_Aim of the exercise_
In full and without changes, output the data.

Dataset entries:
--------------------
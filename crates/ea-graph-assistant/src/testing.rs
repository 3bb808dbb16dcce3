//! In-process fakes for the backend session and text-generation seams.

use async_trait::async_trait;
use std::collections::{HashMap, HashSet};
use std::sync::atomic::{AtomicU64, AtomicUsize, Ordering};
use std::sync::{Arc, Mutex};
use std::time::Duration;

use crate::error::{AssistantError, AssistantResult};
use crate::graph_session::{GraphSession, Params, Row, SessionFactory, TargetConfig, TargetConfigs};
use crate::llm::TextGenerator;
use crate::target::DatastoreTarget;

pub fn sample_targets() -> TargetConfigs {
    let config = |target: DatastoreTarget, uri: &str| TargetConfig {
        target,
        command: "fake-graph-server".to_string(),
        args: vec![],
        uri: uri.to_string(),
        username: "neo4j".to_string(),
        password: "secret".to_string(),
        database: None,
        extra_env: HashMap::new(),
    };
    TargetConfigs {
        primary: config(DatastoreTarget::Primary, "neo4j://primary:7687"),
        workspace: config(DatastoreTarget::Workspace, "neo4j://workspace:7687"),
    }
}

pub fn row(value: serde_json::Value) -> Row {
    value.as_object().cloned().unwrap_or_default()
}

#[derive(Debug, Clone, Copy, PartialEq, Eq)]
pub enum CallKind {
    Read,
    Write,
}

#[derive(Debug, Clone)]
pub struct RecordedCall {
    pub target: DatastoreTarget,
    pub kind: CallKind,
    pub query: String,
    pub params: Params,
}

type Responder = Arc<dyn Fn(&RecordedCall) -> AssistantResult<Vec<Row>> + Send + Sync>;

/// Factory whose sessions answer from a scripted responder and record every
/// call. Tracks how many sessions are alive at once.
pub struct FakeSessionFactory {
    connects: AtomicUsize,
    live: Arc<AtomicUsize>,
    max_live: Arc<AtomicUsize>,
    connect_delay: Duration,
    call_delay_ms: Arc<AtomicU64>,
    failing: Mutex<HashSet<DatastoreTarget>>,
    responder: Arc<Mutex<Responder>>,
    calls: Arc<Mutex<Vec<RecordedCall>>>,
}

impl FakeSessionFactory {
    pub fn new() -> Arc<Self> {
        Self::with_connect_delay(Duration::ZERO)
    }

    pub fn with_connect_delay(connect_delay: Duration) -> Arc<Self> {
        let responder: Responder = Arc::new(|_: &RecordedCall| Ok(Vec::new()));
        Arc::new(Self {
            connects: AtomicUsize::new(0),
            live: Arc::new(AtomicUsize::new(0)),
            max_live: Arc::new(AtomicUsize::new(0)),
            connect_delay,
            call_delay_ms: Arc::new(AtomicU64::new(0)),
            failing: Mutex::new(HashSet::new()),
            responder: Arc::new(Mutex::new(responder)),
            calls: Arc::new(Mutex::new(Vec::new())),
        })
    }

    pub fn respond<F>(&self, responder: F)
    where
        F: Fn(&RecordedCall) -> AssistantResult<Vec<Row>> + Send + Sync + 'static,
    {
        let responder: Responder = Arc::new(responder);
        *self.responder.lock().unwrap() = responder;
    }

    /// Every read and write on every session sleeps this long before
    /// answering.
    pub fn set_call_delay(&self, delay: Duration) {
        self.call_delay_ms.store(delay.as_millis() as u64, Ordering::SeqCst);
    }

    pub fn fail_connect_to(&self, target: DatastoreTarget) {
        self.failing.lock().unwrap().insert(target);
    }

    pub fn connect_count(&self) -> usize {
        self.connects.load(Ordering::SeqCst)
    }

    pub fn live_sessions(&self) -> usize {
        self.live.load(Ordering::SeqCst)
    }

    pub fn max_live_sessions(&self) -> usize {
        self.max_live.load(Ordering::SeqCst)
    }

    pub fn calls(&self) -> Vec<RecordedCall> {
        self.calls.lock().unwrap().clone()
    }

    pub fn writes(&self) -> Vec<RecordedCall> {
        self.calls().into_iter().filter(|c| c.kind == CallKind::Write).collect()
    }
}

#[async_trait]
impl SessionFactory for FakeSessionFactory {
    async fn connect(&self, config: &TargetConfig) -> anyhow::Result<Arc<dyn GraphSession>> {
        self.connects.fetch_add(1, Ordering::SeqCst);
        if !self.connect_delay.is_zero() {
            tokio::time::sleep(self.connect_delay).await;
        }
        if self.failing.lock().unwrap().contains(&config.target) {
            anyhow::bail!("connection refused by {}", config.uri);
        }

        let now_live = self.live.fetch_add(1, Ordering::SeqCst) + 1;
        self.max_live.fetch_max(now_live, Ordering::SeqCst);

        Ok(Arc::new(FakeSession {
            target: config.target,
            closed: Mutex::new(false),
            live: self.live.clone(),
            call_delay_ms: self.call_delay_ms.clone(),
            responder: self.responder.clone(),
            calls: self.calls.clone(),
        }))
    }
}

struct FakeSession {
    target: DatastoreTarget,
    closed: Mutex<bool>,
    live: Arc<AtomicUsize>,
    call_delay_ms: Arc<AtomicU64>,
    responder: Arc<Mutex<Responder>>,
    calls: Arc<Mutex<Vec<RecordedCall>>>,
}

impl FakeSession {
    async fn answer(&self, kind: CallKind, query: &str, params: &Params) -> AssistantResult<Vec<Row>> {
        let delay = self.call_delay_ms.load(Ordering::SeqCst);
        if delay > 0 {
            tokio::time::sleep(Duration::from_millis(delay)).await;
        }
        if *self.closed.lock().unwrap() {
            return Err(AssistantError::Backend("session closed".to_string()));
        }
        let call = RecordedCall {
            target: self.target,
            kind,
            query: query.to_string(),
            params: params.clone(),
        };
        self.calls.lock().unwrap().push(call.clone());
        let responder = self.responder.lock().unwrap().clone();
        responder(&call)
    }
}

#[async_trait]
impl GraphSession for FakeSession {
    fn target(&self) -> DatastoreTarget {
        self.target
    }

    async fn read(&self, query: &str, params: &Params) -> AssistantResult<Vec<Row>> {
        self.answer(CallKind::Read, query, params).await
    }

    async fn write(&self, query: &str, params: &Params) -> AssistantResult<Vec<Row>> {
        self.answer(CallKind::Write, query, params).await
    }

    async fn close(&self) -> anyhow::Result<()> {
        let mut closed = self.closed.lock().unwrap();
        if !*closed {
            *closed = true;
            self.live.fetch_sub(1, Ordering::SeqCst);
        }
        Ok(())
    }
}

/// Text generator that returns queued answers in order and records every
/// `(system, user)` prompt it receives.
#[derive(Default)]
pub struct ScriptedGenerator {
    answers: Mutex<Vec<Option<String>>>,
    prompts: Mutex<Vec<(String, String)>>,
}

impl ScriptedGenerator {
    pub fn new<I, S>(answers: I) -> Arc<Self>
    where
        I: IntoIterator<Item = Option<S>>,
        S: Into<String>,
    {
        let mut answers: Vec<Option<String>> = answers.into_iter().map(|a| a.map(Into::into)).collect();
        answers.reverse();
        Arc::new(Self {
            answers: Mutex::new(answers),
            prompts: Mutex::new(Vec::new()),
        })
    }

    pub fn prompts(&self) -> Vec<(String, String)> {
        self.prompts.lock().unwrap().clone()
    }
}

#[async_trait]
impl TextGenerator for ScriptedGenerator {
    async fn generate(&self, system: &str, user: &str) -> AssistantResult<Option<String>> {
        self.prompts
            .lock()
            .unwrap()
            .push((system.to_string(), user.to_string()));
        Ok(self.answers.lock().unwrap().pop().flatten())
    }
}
--------------------
_Result of the exercise_
filename crates/ea-graph-assistant/src/testing.rs
repository 3bb808dbb16dcce3
//! In-process fakes for the backend session and text-generation seams.

use async_trait::async_trait;
use std::collections::{HashMap, HashSet};
use std::sync::atomic::{AtomicU64, AtomicUsize, Ordering};
use std::sync::{Arc, Mutex};
use std::time::Duration;

use crate::error::{AssistantError, AssistantResult};
use crate::graph_session::{GraphSession, Params, Row, SessionFactory, TargetConfig, TargetConfigs};
use crate::llm::TextGenerator;
use crate::target::DatastoreTarget;

pub fn sample_targets() -> TargetConfigs {
    let config = |target: DatastoreTarget, uri: &str| TargetConfig {
        target,
        command: "fake-graph-server".to_string(),
        args: vec![],
        uri: uri.to_string(),
        username: "neo4j".to_string(),
        password: "secret".to_string(),
        database: None,
        extra_env: HashMap::new(),
    };
    TargetConfigs {
        primary: config(DatastoreTarget::Primary, "neo4j://primary:7687"),
        workspace: config(DatastoreTarget::Workspace, "neo4j://workspace:7687"),
    }
}

pub fn row(value: serde_json::Value) -> Row {
    value.as_object().cloned().unwrap_or_default()
}

#[derive(Debug, Clone, Copy, PartialEq, Eq)]
pub enum CallKind {
    Read,
    Write,
}

#[derive(Debug, Clone)]
pub struct RecordedCall {
    pub target: DatastoreTarget,
    pub kind: CallKind,
    pub query: String,
    pub params: Params,
}

type Responder = Arc<dyn Fn(&RecordedCall) -> AssistantResult<Vec<Row>> + Send + Sync>;

/// Factory whose sessions answer from a scripted responder and record every
/// call. Tracks how many sessions are alive at once.
pub struct FakeSessionFactory {
    connects: AtomicUsize,
    live: Arc<AtomicUsize>,
    max_live: Arc<AtomicUsize>,
    connect_delay: Duration,
    call_delay_ms: Arc<AtomicU64>,
    failing: Mutex<HashSet<DatastoreTarget>>,
    responder: Arc<Mutex<Responder>>,
    calls: Arc<Mutex<Vec<RecordedCall>>>,
}

impl FakeSessionFactory {
    pub fn new() -> Arc<Self> {
        Self::with_connect_delay(Duration::ZERO)
    }

    pub fn with_connect_delay(connect_delay: Duration) -> Arc<Self> {
        let responder: Responder = Arc::new(|_: &RecordedCall| Ok(Vec::new()));
        Arc::new(Self {
            connects: AtomicUsize::new(0),
            live: Arc::new(AtomicUsize::new(0)),
            max_live: Arc::new(AtomicUsize::new(0)),
            connect_delay,
            call_delay_ms: Arc::new(AtomicU64::new(0)),
            failing: Mutex::new(HashSet::new()),
            responder: Arc::new(Mutex::new(responder)),
            calls: Arc::new(Mutex::new(Vec::new())),
        })
    }

    pub fn respond<F>(&self, responder: F)
    where
        F: Fn(&RecordedCall) -> AssistantResult<Vec<Row>> + Send + Sync + 'static,
    {
        let responder: Responder = Arc::new(responder);
        *self.responder.lock().unwrap() = responder;
    }

    /// Every read and write on every session sleeps this long before
    /// answering.
    pub fn set_call_delay(&self, delay: Duration) {
        self.call_delay_ms.store(delay.as_millis() as u64, Ordering::SeqCst);
    }

    pub fn fail_connect_to(&self, target: DatastoreTarget) {
        self.failing.lock().unwrap().insert(target);
    }

    pub fn connect_count(&self) -> usize {
        self.connects.load(Ordering::SeqCst)
    }

    pub fn live_sessions(&self) -> usize {
        self.live.load(Ordering::SeqCst)
    }

    pub fn max_live_sessions(&self) -> usize {
        self.max_live.load(Ordering::SeqCst)
    }

    pub fn calls(&self) -> Vec<RecordedCall> {
        self.calls.lock().unwrap().clone()
    }

    pub fn writes(&self) -> Vec<RecordedCall> {
        self.calls().into_iter().filter(|c| c.kind == CallKind::Write).collect()
    }
}

#[async_trait]
impl SessionFactory for FakeSessionFactory {
    async fn connect(&self, config: &TargetConfig) -> anyhow::Result<Arc<dyn GraphSession>> {
        self.connects.fetch_add(1, Ordering::SeqCst);
        if !self.connect_delay.is_zero() {
            tokio::time::sleep(self.connect_delay).await;
        }
        if self.failing.lock().unwrap().contains(&config.target) {
            anyhow::bail!("connection refused by {}", config.uri);
        }

        let now_live = self.live.fetch_add(1, Ordering::SeqCst) + 1;
        self.max_live.fetch_max(now_live, Ordering::SeqCst);

        Ok(Arc::new(FakeSession {
            target: config.target,
            closed: Mutex::new(false),
            live: self.live.clone(),
            call_delay_ms: self.call_delay_ms.clone(),
            responder: self.responder.clone(),
            calls: self.calls.clone(),
        }))
    }
}

struct FakeSession {
    target: DatastoreTarget,
    closed: Mutex<bool>,
    live: Arc<AtomicUsize>,
    call_delay_ms: Arc<AtomicU64>,
    responder: Arc<Mutex<Responder>>,
    calls: Arc<Mutex<Vec<RecordedCall>>>,
}

impl FakeSession {
    async fn answer(&self, kind: CallKind, query: &str, params: &Params) -> AssistantResult<Vec<Row>> {
        let delay = self.call_delay_ms.load(Ordering::SeqCst);
        if delay > 0 {
            tokio::time::sleep(Duration::from_millis(delay)).await;
        }
        if *self.closed.lock().unwrap() {
            return Err(AssistantError::Backend("session closed".to_string()));
        }
        let call = RecordedCall {
            target: self.target,
            kind,
            query: query.to_string(),
            params: params.clone(),
        };
        self.calls.lock().unwrap().push(call.clone());
        let responder = self.responder.lock().unwrap().clone();
        responder(&call)
    }
}

#[async_trait]
impl GraphSession for FakeSession {
    fn target(&self) -> DatastoreTarget {
        self.target
    }

    async fn read(&self, query: &str, params: &Params) -> AssistantResult<Vec<Row>> {
        self.answer(CallKind::Read, query, params).await
    }

    async fn write(&self, query: &str, params: &Params) -> AssistantResult<Vec<Row>> {
        self.answer(CallKind::Write, query, params).await
    }

    async fn close(&self) -> anyhow::Result<()> {
        let mut closed = self.closed.lock().unwrap();
        if !*closed {
            *closed = true;
            self.live.fetch_sub(1, Ordering::SeqCst);
        }
        Ok(())
    }
}

/// Text generator that returns queued answers in order and records every
/// `(system, user)` prompt it receives.
#[derive(Default)]
pub struct ScriptedGenerator {
    answers: Mutex<Vec<Option<String>>>,
    prompts: Mutex<Vec<(String, String)>>,
}

impl ScriptedGenerator {
    pub fn new<I, S>(answers: I) -> Arc<Self>
    where
        I: IntoIterator<Item = Option<S>>,
        S: Into<String>,
    {
        let mut answers: Vec<Option<String>> = answers.into_iter().map(|a| a.map(Into::into)).collect();
        answers.reverse();
        Arc::new(Self {
            answers: Mutex::new(answers),
            prompts: Mutex::new(Vec::new()),
        })
    }

    pub fn prompts(&self) -> Vec<(String, String)> {
        self.prompts.lock().unwrap().clone()
    }
}

#[async_trait]
impl TextGenerator for ScriptedGenerator {
    async fn generate(&self, system: &str, user: &str) -> AssistantResult<Option<String>> {
        self.prompts
            .lock()
            .unwrap()
            .push((system.to_string(), user.to_string()));
        Ok(self.answers.lock().unwrap().pop().flatten())
    }
}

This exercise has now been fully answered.